C'est dans la région de Cochabamba, au sud-est de la capitale bolivienne, que le réalisateur ibérique Sebastian a établi ses quartiers généraux pour le tournage de son nouveau film consacré à la vie de Bartholomé de Las Casas, colonisateur d'origine espagnol (1474-1566) qui, après s'être fait ordonner prêtre, devint le plus rigoureux et le plus inflexible défenseur de la cause des Indiens. C'est donc en étroite collaboration avec son producteur Costa que notre metteur en scène recrute, pour une bouchée de pain, plus de deux cents figurants au sein de la population locale des Quetchuas.
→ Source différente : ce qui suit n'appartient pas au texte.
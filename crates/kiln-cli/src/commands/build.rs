//! `kiln build`: run the pipeline and publish into the output directory.

use kiln_bundler::{Bundler, Pipeline};
use kiln_config::ConfigOverrides;
use tracing::info;

use crate::cli::BuildArgs;
use crate::commands::load_config;
use crate::error::Result;
use crate::ui::{self, BuildProgress, Output};

pub async fn execute(args: BuildArgs, output: &Output) -> Result<()> {
    let overrides = ConfigOverrides {
        output_dir: args.out_dir.clone(),
        public_path: args.public_path.clone(),
    };
    let config = load_config(&args.project, &overrides)?;
    let output_dir = config.output_path();
    output.info(&format!("Building {}", config.root.display()));

    let visible = !output.is_quiet() && !args.json && ui::is_interactive();
    let progress = BuildProgress::new(Pipeline::standard().stage_names().len(), visible);
    let bundler = Bundler::new(config)?.with_progress(progress.callback());

    let result = bundler.build().await;
    progress.finish();
    let report = result?;
    info!(
        artifacts = report.artifacts.len(),
        out_dir = %output_dir.display(),
        "build complete"
    );

    for warning in &report.warnings {
        output.warning(&warning.headline());
    }

    if args.json {
        println!("{}", serde_json::to_string_pretty(&report)?);
        return Ok(());
    }

    if !output.is_quiet() {
        ui::print_build_summary(&report, &output_dir);
    }
    output.success(&format!(
        "Built {} files in {}",
        report.artifacts.len(),
        ui::format_duration(report.elapsed)
    ));
    Ok(())
}
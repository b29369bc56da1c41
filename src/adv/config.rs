//! Configuration loading for adv-mode.
//!
//! `defaults/adv-mode.default.toml` is embedded into the binary so that docs and runtime
//! behavior stay in sync. Callers layer user files and CLI overrides on top of those
//! defaults via [`Loader`] before deserializing into [`AdvConfig`].

use crate::adv::processor::OutputFormat;
use config::builder::DefaultState;
use config::{Config, ConfigBuilder, ConfigError, File, FileFormat, ValueKind};
use serde::Deserialize;
use std::path::Path;

const DEFAULT_TOML: &str = include_str!("../../defaults/adv-mode.default.toml");

/// Top-level configuration.
#[derive(Debug, Clone, Deserialize)]
pub struct AdvConfig {
    pub render: RenderConfig,
    pub output: OutputConfig,
}

/// How annotated wait markers are written back into the script.
#[derive(Debug, Clone, PartialEq, Eq, Deserialize)]
pub struct RenderConfig {
    pub stamp_wait_markers: bool,
    pub click_wait_command: String,
    pub page_wait_command: String,
}

#[derive(Debug, Clone, Deserialize)]
pub struct OutputConfig {
    pub format: OutputFormat,
}

/// Helper for layering user overrides over the built-in defaults.
#[derive(Debug, Clone)]
pub struct Loader {
    builder: ConfigBuilder<DefaultState>,
}

impl Loader {
    /// Start a loader seeded with the embedded defaults.
    pub fn new() -> Self {
        let builder = Config::builder().add_source(File::from_str(DEFAULT_TOML, FileFormat::Toml));
        Self { builder }
    }

    /// Layer a configuration file. Missing files trigger an error.
    pub fn with_file(mut self, path: impl AsRef<Path>) -> Self {
        let source = File::from(path.as_ref())
            .format(FileFormat::Toml)
            .required(true);
        self.builder = self.builder.add_source(source);
        self
    }

    /// Apply a single key/value override (used for CLI flags).
    pub fn set_override<I>(mut self, key: &str, value: I) -> Result<Self, ConfigError>
    where
        I: Into<ValueKind>,
    {
        self.builder = self.builder.set_override(key, value)?;
        Ok(self)
    }

    /// Finalize the builder and deserialize the resulting configuration.
    pub fn build(self) -> Result<AdvConfig, ConfigError> {
        self.builder.build()?.try_deserialize()
    }
}

impl Default for Loader {
    fn default() -> Self {
        Self::new()
    }
}

/// Convenience helper for callers that only need the defaults.
pub fn load_defaults() -> Result<AdvConfig, ConfigError> {
    Loader::new().build()
}
//! Annotation pipeline
//!
//! This module provides:
//! - The traversal infrastructure (`ScriptMapper`, `walk_script`)
//! - The annotation passes (`mappers`)
//! - The executor running them in their fixed order (`PipelineExecutor`, `annotate`)
//! - The line-level newline predicate (`line_has_trailing_newline`)

pub mod classify;
pub mod executor;
pub mod mapper;
pub mod mappers;

pub use classify::line_has_trailing_newline;
pub use executor::{annotate, PipelineExecutor};
pub use mapper::{walk_script, ScriptMapper};

// Re-export the passes
pub use mappers::{
    accumulate_trailing_counts, mark_last_click_wait_on_line, redistribute_leading_whitespace,
    stamp_wait_markers, LastClickWaitMapper, LeadingWhitespaceMapper, StampWaitMarkersMapper,
    TrailingCountMapper,
};
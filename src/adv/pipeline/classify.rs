//! Line-level newline prediction.
//!
//! The engine ends every rendered line with a newline unless the line disables it with `/`
//! or contains a page-wait, which clears the page instead.

use crate::adv::token::Token;

/// Whether the engine would render a newline at the end of this line.
pub fn line_has_trailing_newline(tokens: &[Token]) -> bool {
    !tokens.iter().any(Token::suppresses_newline)
}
Parmi eux, un certain Daniel, prévu pour interpréter le rôle clé du rebelle Hatuey, un farouche opposant à la tyrannie des conquistadors, qui lui-même, dans son quotidien, se bat et lutte énergiquement, avec ses compatriotes sur une inique privatisation de l'eau par une multinationale qui voudrait faire payer aux habitants de la cité, une redevance pour utiliser l'ensemble des puits artésiens ou de rétention. Rapidement la situation dégénère et la poursuite du tournage semble désormais de plus en plus compromise, alors même que l'intervention militaire s'intensifie...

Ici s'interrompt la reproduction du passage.